Dataset entries
-------------------------

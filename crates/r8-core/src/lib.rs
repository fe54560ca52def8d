//! R8 Core - framework-independent helpers for business applications
//!
//! - Audit trail support: field-level change sets and audit records
//! - Phone number grouping into consecutive runs with compact labels
//! - Currency and digit humanization for Persian-language front ends
//! - Canonical error and logging facilities shared by the CLI
//!
//! Everything here is a pure, synchronous transformation over plain data.

pub mod audit;
pub mod config;
pub mod errors;
pub mod humanize;
pub mod logging_facility;

#[doc(hidden)]
pub use r8_core_types as core_types;

// Re-export commonly used types
pub use audit::{
    diff_fields, find_changes, generate_audit, AuditContext, AuditFlag, AuditRecord, ChangeSet,
    EntrySnapshot, EntryState,
};
pub use config::R8Config;
pub use errors::{ExError, ExErrorKind, R8Error, Result};
pub use humanize::{group_phone_numbers, PhoneGroup, PhoneGroups};
//! Digits command
//!
//! Usage: r8 digits <TEXT>

use clap::Args;
use r8_core::humanize::UnicodeDigitsExt;

#[derive(Debug, Args)]
pub struct DigitsArgs {
    pub text: String,
}

pub fn execute(args: DigitsArgs) -> Result<(), Box<dyn std::error::Error>> {
    println!("{}", args.text.to_ascii_digits());
    Ok(())
}
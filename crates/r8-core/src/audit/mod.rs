//! Audit trail support
//!
//! [`changes`] computes which fields of a record actually changed between
//! two snapshots; [`record`] wraps that change set with actor, origin and
//! call-site data into an [`AuditRecord`]. Storage is the caller's concern.

pub mod changes;
pub mod record;

pub use changes::{
    diff_fields, find_changes, ChangeSet, EntrySnapshot, EntryState, FieldChange, FieldValues,
};
pub use record::{
    generate_audit, record_audit, AuditContext, AuditFlag, AuditRecord, AuditTrail, CallSite,
};
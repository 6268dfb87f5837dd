use thiserror::Error;

#[derive(Debug, Clone, PartialEq, Eq, Error)]
pub enum SensorReadError {
    #[error("raw sample {raw} outside ADC range 0..={max}")]
    OutOfRange { raw: u16, max: u16 },
    #[error("adc read failed: {0}")]
    Hardware(String),
}

#[derive(Debug, Clone, PartialEq, Eq, Error)]
pub enum NetworkConnectError {
    #[error("station interface error: {0}")]
    Station(String),
    #[error("wifi did not associate after {attempts} attempt(s)")]
    Exhausted { attempts: u32 },
    #[error("wifi bring-up cancelled")]
    Cancelled,
}

#[derive(Debug, Clone, PartialEq, Eq, Error)]
pub enum LightControlError {
    #[error("light api returned HTTP {0}")]
    Status(u16),
    #[error("light api transport failure: {0}")]
    Transport(String),
    #[error("failed to encode light command: {0}")]
    Encode(String),
}

#[derive(Debug, Clone, PartialEq, Eq, Error)]
pub enum ConfigError {
    #[error("{0} is not configured")]
    Missing(&'static str),
    #[error("{field} is invalid: {reason}")]
    Invalid { field: &'static str, reason: String },
}
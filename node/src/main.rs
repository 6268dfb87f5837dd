//! Solar/battery light node: samples both rails and switches a remote light.

#[cfg(feature = "esp32")]
mod esp;
#[cfg(not(feature = "esp32"))]
mod host;

#[cfg(not(feature = "esp32"))]
#[tokio::main]
async fn main() -> anyhow::Result<()> {
    host::run().await
}

#[cfg(feature = "esp32")]
fn main() -> anyhow::Result<()> {
    esp::run()
}
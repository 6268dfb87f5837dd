pub mod config;
pub mod control;
pub mod error;
pub mod light;
pub mod network;
pub mod policy;
pub mod types;
pub mod voltage;
pub mod wait;

pub use config::{LightApiConfig, NetworkConfig, PowerConfig, RuntimeConfig, WifiRetryPolicy};
pub use control::{ControlLoop, CycleReport, LinkState};
pub use error::{ConfigError, LightControlError, NetworkConnectError, SensorReadError};
pub use light::{HttpTransport, LightController, LightRequest, TransportError};
pub use network::{bring_up, NetworkInfo, Station, StationError};
pub use policy::PowerPolicy;
pub use types::{LightCommand, PowerDecision, PowerSource, PowerState, VoltageReadings};
pub use voltage::{AdcCalibration, AnalogChannel, VoltageReader};
pub use wait::{CancelToken, WaitOutcome};
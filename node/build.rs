fn main() {
    // Host builds have no ESP-IDF environment to forward.
    if std::env::var_os("CARGO_FEATURE_ESP32").is_some() {
        embuild::espidf::sysenv::output();
    }
}
use std::{fmt, net::Ipv4Addr, time::Duration};

use log::{info, warn};
use thiserror::Error;

use crate::{
    config::{NetworkConfig, WifiRetryPolicy},
    error::NetworkConnectError,
    wait::{pause, wait_until, CancelToken, WaitOutcome},
};

#[derive(Debug, Clone, PartialEq, Eq, Error)]
#[error("{0}")]
pub struct StationError(pub String);

/// Addressing assigned to the station once associated.
#[derive(Debug, Clone, PartialEq, Eq)]
pub struct NetworkInfo {
    pub ip: Ipv4Addr,
    pub netmask: Option<Ipv4Addr>,
    pub gateway: Option<Ipv4Addr>,
    pub dns: Option<Ipv4Addr>,
}

impl fmt::Display for NetworkInfo {
    fn fmt(&self, f: &mut fmt::Formatter<'_>) -> fmt::Result {
        fn opt(addr: Option<Ipv4Addr>) -> String {
            addr.map(|a| a.to_string()).unwrap_or_else(|| "-".to_string())
        }

        write!(
            f,
            "ip={} netmask={} gateway={} dns={}",
            self.ip,
            opt(self.netmask),
            opt(self.gateway),
            opt(self.dns)
        )
    }
}

pub fn netmask_from_prefix(prefix: u8) -> Ipv4Addr {
    let bits = match prefix.min(32) {
        0 => 0,
        len => u32::MAX << (32 - u32::from(len)),
    };
    Ipv4Addr::from(bits)
}

/// Station-mode Wi-Fi interface.
pub trait Station {
    fn activate(&mut self) -> Result<(), StationError>;
    fn is_connected(&mut self) -> Result<bool, StationError>;
    fn connect(&mut self, ssid: &str, password: &str) -> Result<(), StationError>;
    fn local_config(&mut self) -> Result<NetworkInfo, StationError>;

    /// Abandons an association still in progress before `connect` is retried.
    fn disconnect(&mut self) -> Result<(), StationError> {
        Ok(())
    }
}

fn station_error(err: StationError) -> NetworkConnectError {
    NetworkConnectError::Station(err.0)
}

pub fn bring_up<N, S>(
    station: &mut N,
    network: &NetworkConfig,
    policy: &WifiRetryPolicy,
    cancel: &CancelToken,
    sleep: &mut S,
) -> Result<NetworkInfo, NetworkConnectError>
where
    N: Station + ?Sized,
    S: FnMut(Duration),
{
    station.activate().map_err(station_error)?;

    if !station.is_connected().map_err(station_error)? {
        info!("connecting to wifi `{}`", network.wifi_ssid);

        let poll = Duration::from_millis(policy.poll_interval_ms);
        let timeout = policy.attempt_timeout_ms.map(Duration::from_millis);
        let mut attempt: u32 = 0;

        loop {
            attempt = attempt.saturating_add(1);
            match policy.max_attempts {
                Some(max) => info!("wifi connect attempt {attempt}/{max}"),
                None => info!("wifi connect attempt {attempt}"),
            }

            let outcome = match station.connect(&network.wifi_ssid, &network.wifi_pass) {
                Ok(()) => wait_until(|| station.is_connected(), poll, timeout, cancel, sleep)
                    .map_err(station_error)?,
                Err(err) => {
                    warn!("wifi connect failed on attempt {attempt}: {err}");
                    if pause(poll, cancel, sleep) {
                        WaitOutcome::TimedOut
                    } else {
                        WaitOutcome::Cancelled
                    }
                }
            };

            match outcome {
                WaitOutcome::Ready => {
                    info!("wifi associated on attempt {attempt}");
                    break;
                }
                WaitOutcome::Cancelled => return Err(NetworkConnectError::Cancelled),
                WaitOutcome::TimedOut => {
                    if policy.max_attempts.is_some_and(|max| attempt >= max) {
                        warn!("all {attempt} wifi connect attempt(s) failed");
                        return Err(NetworkConnectError::Exhausted { attempts: attempt });
                    }
                    warn!("wifi connect attempt {attempt} did not associate; retrying");
                    if let Err(err) = station.disconnect() {
                        warn!("wifi disconnect before retry failed: {err}");
                    }
                }
            }
        }
    }

    let info = station.local_config().map_err(station_error)?;
    info!("connected to wifi: {info}");
    Ok(info)
}
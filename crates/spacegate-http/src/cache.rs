//! Time-bounded membership verdict cache.

use std::collections::HashMap;
use std::time::{Duration, Instant};

use parking_lot::RwLock;
use tracing::debug;

/// A cached verdict and the instant it stops being valid.
#[derive(Debug, Clone, Copy)]
struct CacheEntry {
    is_member: bool,
    expires_at: Instant,
}

/// Process-wide map from external identity id to membership verdict.
///
/// Lookups take the shared lock, writes and sweeps take the exclusive one.
/// An expired entry is never returned; [`MembershipCache::sweep_expired`]
/// only reclaims memory.
#[derive(Debug, Default)]
pub struct MembershipCache {
    entries: RwLock<HashMap<i64, CacheEntry>>,
}

impl MembershipCache {
    /// Create an empty cache.
    #[must_use]
    pub fn new() -> Self {
        Self::default()
    }

    /// Look up a verdict.
    ///
    /// Returns `None` when the id is absent or its entry has expired, which is
    /// distinct from `Some(false)` (cached as not a member).
    #[must_use]
    pub fn get(&self, external_id: i64) -> Option<bool> {
        self.get_at(external_id, Instant::now())
    }

    /// Look up a verdict as of `now`.
    #[must_use]
    pub fn get_at(&self, external_id: i64, now: Instant) -> Option<bool> {
        let entries = self.entries.read();
        entries
            .get(&external_id)
            .filter(|entry| now < entry.expires_at)
            .map(|entry| entry.is_member)
    }

    /// Store a verdict valid for `ttl`, replacing any prior entry.
    pub fn set(&self, external_id: i64, is_member: bool, ttl: Duration) {
        self.set_at(external_id, is_member, ttl, Instant::now());
    }

    /// Store a verdict valid for `ttl` from `now`.
    pub fn set_at(&self, external_id: i64, is_member: bool, ttl: Duration, now: Instant) {
        let entry = CacheEntry {
            is_member,
            expires_at: now + ttl,
        };
        self.entries.write().insert(external_id, entry);
    }

    /// Remove every expired entry, returning how many were removed.
    pub fn sweep_expired(&self) -> usize {
        self.sweep_expired_at(Instant::now())
    }

    /// Remove every entry expired as of `now`.
    pub fn sweep_expired_at(&self, now: Instant) -> usize {
        let mut entries = self.entries.write();
        let before = entries.len();
        entries.retain(|_, entry| now < entry.expires_at);
        let removed = before - entries.len();
        if removed > 0 {
            debug!(removed, remaining = entries.len(), "Swept expired membership verdicts");
        }
        removed
    }

    /// Drop every entry.
    pub fn clear(&self) {
        self.entries.write().clear();
    }

    /// Number of stored entries, expired ones included.
    #[must_use]
    pub fn len(&self) -> usize {
        self.entries.read().len()
    }

    /// Whether the cache holds no entries.
    #[must_use]
    pub fn is_empty(&self) -> bool {
        self.entries.read().is_empty()
    }
}

#[cfg(test)]
mod tests {
    use std::sync::Arc;

    use super::*;

    #[test]
    fn test_should_return_fresh_verdict() {
        let cache = MembershipCache::new();
        cache.set(42, true, Duration::from_secs(300));
        assert_eq!(cache.get(42), Some(true));

        cache.set(43, false, Duration::from_secs(300));
        assert_eq!(cache.get(43), Some(false));
        assert_eq!(cache.get(44), None);
    }

    #[test]
    fn test_should_treat_expired_entry_as_absent() {
        let cache = MembershipCache::new();
        cache.set(42, true, Duration::from_millis(20));
        std::thread::sleep(Duration::from_millis(40));
        assert_eq!(cache.get(42), None);
    }

    #[test]
    fn test_should_expire_exactly_at_deadline() {
        let cache = MembershipCache::new();
        let now = Instant::now();
        let ttl = Duration::from_secs(10);
        cache.set_at(42, true, ttl, now);
        assert_eq!(cache.get_at(42, now + ttl - Duration::from_millis(1)), Some(true));
        assert_eq!(cache.get_at(42, now + ttl), None);
    }

    #[test]
    fn test_should_overwrite_prior_entry() {
        let cache = MembershipCache::new();
        cache.set(42, true, Duration::from_secs(300));
        cache.set(42, false, Duration::from_secs(300));
        assert_eq!(cache.get(42), Some(false));
        assert_eq!(cache.len(), 1);
    }

    #[test]
    fn test_should_sweep_only_expired_entries() {
        let cache = MembershipCache::new();
        let now = Instant::now();
        cache.set_at(1, true, Duration::from_secs(1), now);
        cache.set_at(2, true, Duration::from_secs(100), now);
        assert_eq!(cache.sweep_expired_at(now + Duration::from_secs(5)), 1);
        assert_eq!(cache.len(), 1);
        assert_eq!(cache.get_at(2, now + Duration::from_secs(5)), Some(true));
    }

    #[test]
    fn test_should_clear_all_entries() {
        let cache = MembershipCache::new();
        cache.set(1, true, Duration::from_secs(60));
        cache.clear();
        assert!(cache.is_empty());
    }

    #[test]
    fn test_should_handle_concurrent_access() {
        let cache = Arc::new(MembershipCache::new());
        let handles: Vec<_> = (0..8)
            .map(|t| {
                let cache = Arc::clone(&cache);
                std::thread::spawn(move || {
                    for i in 0..100 {
                        cache.set(t * 100 + i, i % 2 == 0, Duration::from_secs(60));
                        let _ = cache.get(i);
                    }
                })
            })
            .collect();
        for handle in handles {
            handle.join().unwrap();
        }
        assert_eq!(cache.len(), 800);
    }
}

-------------------------

— What you will do —
An exact, complete copy of the lines above from the one with "#[derive(Debug, Clone, PartialEq, Eq)]" through the one with "fn activate(&mut self)" is the whole answer.

— Response below —
#[derive(Debug, Clone, PartialEq, Eq)]
pub struct NetworkInfo {
    pub ip: Ipv4Addr,
    pub netmask: Option<Ipv4Addr>,
    pub gateway: Option<Ipv4Addr>,
    pub dns: Option<Ipv4Addr>,
}

impl fmt::Display for NetworkInfo {
    fn fmt(&self, f: &mut fmt::Formatter<'_>) -> fmt::Result {
        fn opt(addr: Option<Ipv4Addr>) -> String {
            addr.map(|a| a.to_string()).unwrap_or_else(|| "-".to_string())
        }

        write!(
            f,
            "ip={} netmask={} gateway={} dns={}",
            self.ip,
            opt(self.netmask),
            opt(self.gateway),
            opt(self.dns)
        )
    }
}

pub fn netmask_from_prefix(prefix: u8) -> Ipv4Addr {
    let bits = match prefix.min(32) {
        0 => 0,
        len => u32::MAX << (32 - u32::from(len)),
    };
    Ipv4Addr::from(bits)
}

/// Station-mode Wi-Fi interface.
pub trait Station {
    fn activate(&mut self) -> Result<(), StationError>;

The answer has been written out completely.